A mission to mitigate 25 MtCO2 within 2025 by Starry Eyed Planners
A mission named “GHG mitigating mission-2025” aims to mitigate 23MtCO2eq from agriculture, livestock and forestry sector within 2025.
Bangladesh, being an agriculture based country, has minute greenhouse gas (GHG) emission compared to other countries of the world but it is appallingly affected by the vulnerability of climate change. A substantial amount of GHGs produced from Bangladesh comes from the agriculture, forestry and livestock sector. Emission from flooded rice fields, enteric fermentation & manure management, burning of agriculture residues, biomass burning are some imperative sources of GHGs. The proposed ideas of “GHG mitigating mission, 2025” are for mitigating substantial amount of GHGs (23 Mt) from these sources by 2025. The actions involve midseason drainage, off-season incorporation of rice straw, substituting urea with ammonium sulphate, replacement of roughage with concentrated feed, use of dome digester, tillage and residue management, high efficiency fertilizer application and artificial and participatory woodlot plantation.
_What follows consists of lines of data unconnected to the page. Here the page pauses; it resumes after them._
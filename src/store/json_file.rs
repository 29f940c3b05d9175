// src/store/json_file.rs
// =============================================================================
// A LinkStore backed by a single JSON file.
//
// The file is the source of truth, not this process. Other processes (a
// `link add` next to a running `watch`) may change it at any time, so:
// - every read loads the file again
// - every change loads the file, applies itself to what it found, and
//   replaces the file in one rename
// A failed change leaves the file as it was.
//
// Rust concepts:
// - tokio::fs: file I/O that doesn't block the runtime
// - Mutex: one writer at a time inside this process
// =============================================================================

use async_trait::async_trait;
use std::io::ErrorKind;
use std::path::{Path, PathBuf};
use tokio::sync::Mutex;
use tracing::debug;

use super::{LinkStore, StoreData, StoreError};
use crate::link::{Company, CompanyEdit, CompanyId, Link, LinkEdit, LinkId, NewLink, StatusUpdate};

#[derive(Debug)]
pub struct JsonFileStore {
    path: PathBuf,
    // Serializes read-modify-write cycles within this process
    lock: Mutex<()>,
}

impl JsonFileStore {
    // Opens the store at `path`; a missing file is an empty store
    //
    // The file is read once here so a corrupt store fails fast.
    pub async fn open(path: impl AsRef<Path>) -> Result<Self, StoreError> {
        let store = JsonFileStore {
            path: path.as_ref().to_path_buf(),
            lock: Mutex::new(()),
        };

        let data = store.load().await?;
        debug!(
            path = %store.path.display(),
            companies = data.companies.len(),
            links = data.links.len(),
            "Store opened"
        );
        Ok(store)
    }

    pub fn path(&self) -> &Path {
        &self.path
    }

    // Reads the current file contents
    async fn load(&self) -> Result<StoreData, StoreError> {
        match tokio::fs::read(&self.path).await {
            Ok(bytes) if bytes.iter().all(u8::is_ascii_whitespace) => Ok(StoreData::default()),
            Ok(bytes) => Ok(serde_json::from_slice(&bytes)?),
            Err(e) if e.kind() == ErrorKind::NotFound => {
                debug!(path = %self.path.display(), "Store file not found, treating it as empty");
                Ok(StoreData::default())
            }
            Err(e) => Err(e.into()),
        }
    }

    async fn read<T>(&self, view: impl FnOnce(&StoreData) -> T) -> Result<T, StoreError> {
        let _guard = self.lock.lock().await;
        let data = self.load().await?;
        Ok(view(&data))
    }

    // Runs `change` against the file as it is now, then swaps the new
    // contents in. Nothing is written when `change` fails.
    async fn mutate<T>(
        &self,
        change: impl FnOnce(&mut StoreData) -> Result<T, StoreError>,
    ) -> Result<T, StoreError> {
        let _guard = self.lock.lock().await;
        let mut data = self.load().await?;
        let value = change(&mut data)?;

        let bytes = serde_json::to_vec_pretty(&data)?;
        if let Some(parent) = self.path.parent().filter(|p| !p.as_os_str().is_empty()) {
            tokio::fs::create_dir_all(parent).await?;
        }

        // Readers see either the old file or the new one, never half of it
        let tmp = self.tmp_path();
        tokio::fs::write(&tmp, bytes).await?;
        if let Err(e) = tokio::fs::rename(&tmp, &self.path).await {
            let _ = tokio::fs::remove_file(&tmp).await;
            return Err(e.into());
        }

        Ok(value)
    }

    // Sibling of the store file, so the rename stays on one filesystem
    fn tmp_path(&self) -> PathBuf {
        let mut name = self.path.file_name().map(|n| n.to_os_string()).unwrap_or_default();
        name.push(format!(".{}.tmp", std::process::id()));
        self.path.with_file_name(name)
    }
}

#[async_trait]
impl LinkStore for JsonFileStore {
    async fn list_links(&self, user_id: &str) -> Result<Vec<Link>, StoreError> {
        self.read(|data| data.links_of(user_id)).await
    }

    async fn update_link_status(&self, link_id: LinkId, update: StatusUpdate) -> Result<Link, StoreError> {
        self.mutate(|data| data.update_status(link_id, update)).await
    }

    async fn list_companies(&self, user_id: &str) -> Result<Vec<Company>, StoreError> {
        self.read(|data| data.companies_of(user_id)).await
    }

    async fn create_company(
        &self,
        user_id: &str,
        name: &str,
        description: Option<String>,
    ) -> Result<Company, StoreError> {
        self.mutate(|data| Ok(data.add_company(user_id, name, description))).await
    }

    async fn create_link(&self, new: NewLink) -> Result<Link, StoreError> {
        self.mutate(|data| data.add_link(new)).await
    }

    async fn delete_link(&self, user_id: &str, link_id: LinkId) -> Result<(), StoreError> {
        self.mutate(|data| data.remove_link(user_id, link_id)).await
    }

    async fn update_link(&self, user_id: &str, link_id: LinkId, edit: LinkEdit) -> Result<Link, StoreError> {
        self.mutate(|data| data.edit_link(user_id, link_id, edit)).await
    }

    async fn update_company(
        &self,
        user_id: &str,
        company_id: CompanyId,
        edit: CompanyEdit,
    ) -> Result<Company, StoreError> {
        self.mutate(|data| data.edit_company(user_id, company_id, edit)).await
    }

    async fn delete_company(&self, user_id: &str, company_id: CompanyId) -> Result<usize, StoreError> {
        self.mutate(|data| data.remove_company(user_id, company_id)).await
    }
}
Some actions have also been introduced to reduce methane and nitrogen dioxide emission and practice of bio-fuel instead of fossil-fuels has been emphasized. The required changes in the policies in order to fulfill the mitigating mission have also been addressed. The proposals prefer bottom-up approaches incorporating all possible stakeholders.
What actions do you propose?
Lessening GHG Emission from Agriculture and Livestock:
Agriculture can contribute to the solution by: reducing emission (beneficial management practices that reduce emissions), removing emission (carbon sequestration) and using biomass energy (animal waste or plant biomass for energy). Strategies that can be taken are as follows:
1. Mid season Drainage:
It involves the removal of surface floodwater from the rice crop for about seven days towards the end of tillering. It aerates the soil and shifting drainage time from vegetative period to reproductive period help reduce CH4 production and emission (ClimateTech Wiki, n.d.).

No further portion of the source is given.